她惊奇地观察自己,四肢变成了四只雪白的爪子,身后有一条硕大的火红的尾巴,看上去很是气派。此时的她已顾不上太阳带来的灼烧感,只是急切地从云彩上跳下来,想要找到一面镜子看看自己的模样,她跑啊跑啊,终于大汗淋漓时,在一条小河边停下来,岸边的风吹着软绵绵的柳枝,空中有雪一般的棉絮,她抬头望着周围的一切,惊奇地发现,眼前竟是一片灿若烟霞的桃林。她有点吃惊——现在不是快入冬了吗?怎么会有如此景象?这是哪里?惊叹间,她的一只爪子踩进了河里,那河水清凉入骨,很是舒服。她低头,看见了河水里自己的倒影——两只尖尖的火红的耳朵,雪白的面孔上,一双圆而灵气的眼睛,鼻子尖尖的,笑得整张脸乖巧而精致——真是只漂亮的小狐狸。
难道梦中常见的那只小狐狸是我自己?
她俯下身子,喝了河里的水,清冽甘甜,有阳光洒在河面上,灵光灿灿。
她站起身,深深地吸了一口气,好生舒服。
突然前方金光闪耀,有个声音对她说:“见你如此执着,许你们一世情缘,去找他吧。”
“谁?你让我找谁?”听到这,她稀里糊涂地问。
“自是你想救却没有救活的那仙鹤啊。”那个声音回答她。
“可…我去哪找他呢?”
“有缘自会相见…”那声音朝桃林的方向飘远了。
小狐狸追着那声音也跑进桃林,却只见桃花盛景,芬芳万里萦绕鼻端久久不散…
邱瑟在这个梦境中睡了很久,从上午10点多,一直睡到日落西山,之间因为喝了肖格熬给她的五根汤的缘故,寒气从身体里被逼出体外,她睡得出了好多汗,肖格用温热的毛巾帮她擦脸擦手,许是汗出得多了,她半梦半醒地要水喝,肖格扶她起来喝水,她也没睁眼睛。

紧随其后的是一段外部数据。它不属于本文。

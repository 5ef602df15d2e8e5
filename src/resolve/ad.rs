//! Product ad resolution by SKU and ASIN inside an ad group
//!
//! SKU is consulted first, then ASIN. Whether a SKU match and an ASIN match
//! pointing at different ads is an ambiguity is a policy choice
//! (`ads.sku_asin_conflict`); the default trusts the SKU.

use resolver_types::{Candidate, EntityLevel, ResolvedId};

use super::{decide, Resolver, Scope, Step};
use crate::config::SkuAsinConflict;
use crate::normalize::non_blank;

impl Resolver<'_> {
    /// Resolve an ad under `ad_group_id` by SKU and/or ASIN.
    pub fn ad(&self, ad_group_id: &str, sku_norm: Option<&str>, asin_norm: Option<&str>) -> ResolvedId {
        let scope = Scope::ad_group(ad_group_id);
        let sku_norm = non_blank(sku_norm);
        let asin_norm = non_blank(asin_norm);

        for key in [sku_norm, asin_norm].into_iter().flatten() {
            if let Step::Decided(outcome) = self.override_step(EntityLevel::Ad, key, Some(scope)) {
                return outcome;
            }
        }

        let by_sku: Vec<Candidate> = sku_norm
            .map(|sku| self.index.ads_by_sku(ad_group_id, sku))
            .unwrap_or(&[])
            .iter()
            .map(|id| Candidate::snapshot(id.clone()))
            .collect();
        let by_asin: Vec<Candidate> = asin_norm
            .map(|asin| self.index.ads_by_asin(ad_group_id, asin))
            .unwrap_or(&[])
            .iter()
            .map(|id| Candidate::snapshot(id.clone()))
            .collect();

        let step = match self.config.ads.sku_asin_conflict {
            SkuAsinConflict::PreferSku => match decide(by_sku) {
                Step::FallThrough => decide(by_asin),
                decided => decided,
            },
            SkuAsinConflict::Ambiguous => decide(by_sku.into_iter().chain(by_asin).collect()),
        };

        match step {
            Step::Decided(outcome) => outcome,
            Step::FallThrough => ResolvedId::Unmapped,
        }
    }
}
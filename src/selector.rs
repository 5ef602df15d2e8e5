//! Nearest-snapshot selection
//!
//! Reports and bulk snapshots are exported on independent schedules. For a
//! report produced on `reference_date` the resolver needs the snapshot whose
//! names best reflect that date:
//!
//! - the latest snapshot dated on or before the reference date (no limit), or
//! - the earliest snapshot after it, within a forward tolerance window.
//!
//! When both exist the closer one wins; ties go to the earlier snapshot.
//! With neither, the batch is parked as `missing_bulk_snapshot` instead of
//! being resolved against a wrong-period snapshot.

use chrono::NaiveDate;

/// Default forward tolerance in days
pub const DEFAULT_FORWARD_TOLERANCE_DAYS: u32 = 7;

/// Which side of the reference date the chosen snapshot lies on
#[derive(Debug, Clone, Copy, PartialEq, Eq)]
pub enum Direction {
    /// On or before the reference date
    Backward,
    /// Strictly after the reference date
    Forward,
}

/// A selected snapshot and how far it is from the reference date
#[derive(Debug, Clone, Copy, PartialEq, Eq)]
pub struct SnapshotChoice {
    pub snapshot_date: NaiveDate,
    pub direction: Direction,
    /// Absolute distance in days
    pub gap_days: i64,
}

/// Pick a snapshot date using the default 7-day forward tolerance
pub fn pick(reference_date: NaiveDate, available: &[NaiveDate]) -> Option<NaiveDate> {
    pick_with_tolerance(reference_date, available, DEFAULT_FORWARD_TOLERANCE_DAYS)
}

/// Pick a snapshot date with an explicit forward tolerance
pub fn pick_with_tolerance(
    reference_date: NaiveDate,
    available: &[NaiveDate],
    forward_tolerance_days: u32,
) -> Option<NaiveDate> {
    choose(reference_date, available, forward_tolerance_days).map(|c| c.snapshot_date)
}

/// Select a snapshot, reporting direction and gap.
///
/// `available` may be unsorted and contain duplicates.
pub fn choose(
    reference_date: NaiveDate,
    available: &[NaiveDate],
    forward_tolerance_days: u32,
) -> Option<SnapshotChoice> {
    let backward = available.iter().filter(|d| **d <= reference_date).max();
    let forward = available
        .iter()
        .filter(|d| **d > reference_date)
        .filter(|d| (**d - reference_date).num_days() <= i64::from(forward_tolerance_days))
        .min();

    let backward = backward.map(|d| SnapshotChoice {
        snapshot_date: *d,
        direction: Direction::Backward,
        gap_days: (reference_date - *d).num_days(),
    });
    let forward = forward.map(|d| SnapshotChoice {
        snapshot_date: *d,
        direction: Direction::Forward,
        gap_days: (*d - reference_date).num_days(),
    });

    match (backward, forward) {
        (Some(b), Some(f)) if f.gap_days < b.gap_days => Some(f),
        (Some(b), _) => Some(b),
        (None, f) => f,
    }
}

#[cfg(test)]
mod tests {
    use super::*;

    fn d(s: &str) -> NaiveDate {
        NaiveDate::parse_from_str(s, "%Y-%m-%d").unwrap()
    }

    #[test]
    fn test_prefers_latest_on_or_before() {
        let dates = [d("2025-01-01"), d("2025-01-15"), d("2025-02-05")];
        assert_eq!(pick(d("2025-01-20"), &dates), Some(d("2025-01-15")));
    }

    #[test]
    fn test_same_day_snapshot() {
        let dates = [d("2025-01-15"), d("2025-01-20")];
        assert_eq!(pick(d("2025-01-20"), &dates), Some(d("2025-01-20")));
    }

    #[test]
    fn test_forward_within_tolerance() {
        assert_eq!(pick(d("2025-01-15"), &[d("2025-01-20")]), Some(d("2025-01-20")));
        assert_eq!(pick(d("2025-01-13"), &[d("2025-01-20")]), Some(d("2025-01-20")));
    }

    #[test]
    fn test_forward_beyond_tolerance() {
        assert_eq!(pick(d("2025-01-01"), &[d("2025-01-20")]), None);
        assert_eq!(pick(d("2025-01-12"), &[d("2025-01-20")]), None);
    }

    #[test]
    fn test_closer_forward_beats_distant_backward() {
        let dates = [d("2025-01-01"), d("2025-01-22")];
        let choice = choose(d("2025-01-20"), &dates, 7).unwrap();
        assert_eq!(choice.snapshot_date, d("2025-01-22"));
        assert_eq!(choice.direction, Direction::Forward);
        assert_eq!(choice.gap_days, 2);
    }

    #[test]
    fn test_tie_favors_backward() {
        let dates = [d("2025-01-17"), d("2025-01-23")];
        let choice = choose(d("2025-01-20"), &dates, 7).unwrap();
        assert_eq!(choice.snapshot_date, d("2025-01-17"));
        assert_eq!(choice.direction, Direction::Backward);
    }

    #[test]
    fn test_unsorted_with_duplicates() {
        let dates = [d("2025-02-05"), d("2025-01-15"), d("2025-01-01"), d("2025-01-15")];
        assert_eq!(pick(d("2025-01-20"), &dates), Some(d("2025-01-15")));
    }

    #[test]
    fn test_empty_and_zero_tolerance() {
        assert_eq!(pick(d("2025-01-20"), &[]), None);
        assert_eq!(
            pick_with_tolerance(d("2025-01-19"), &[d("2025-01-20")], 0),
            None
        );
    }
}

肖格就那样一直坐在她身边,边照顾她,边拿起她床边没看完的书来看看。这么长的时间里,邱瑟也说了些梦话,他只听清了两句,一句是“喝水”,另外一句,像是…“竞选”?
他正在揣摩——“竞选”什么呢?邱瑟像是突然醒了过来,慌张地看着他…
他们四目相对。
邱瑟没有说话,她掩饰着观察肖格的表情,依稀觉得自己刚才似乎叫了景轩的名字。
肖格也没有说话,平静里有关切,拉着邱瑟的手。2秒以后,他说:“醒了?饿吗?”
听她这样问,邱瑟暗自松了口气,那一声“景轩”应该是自己的错觉。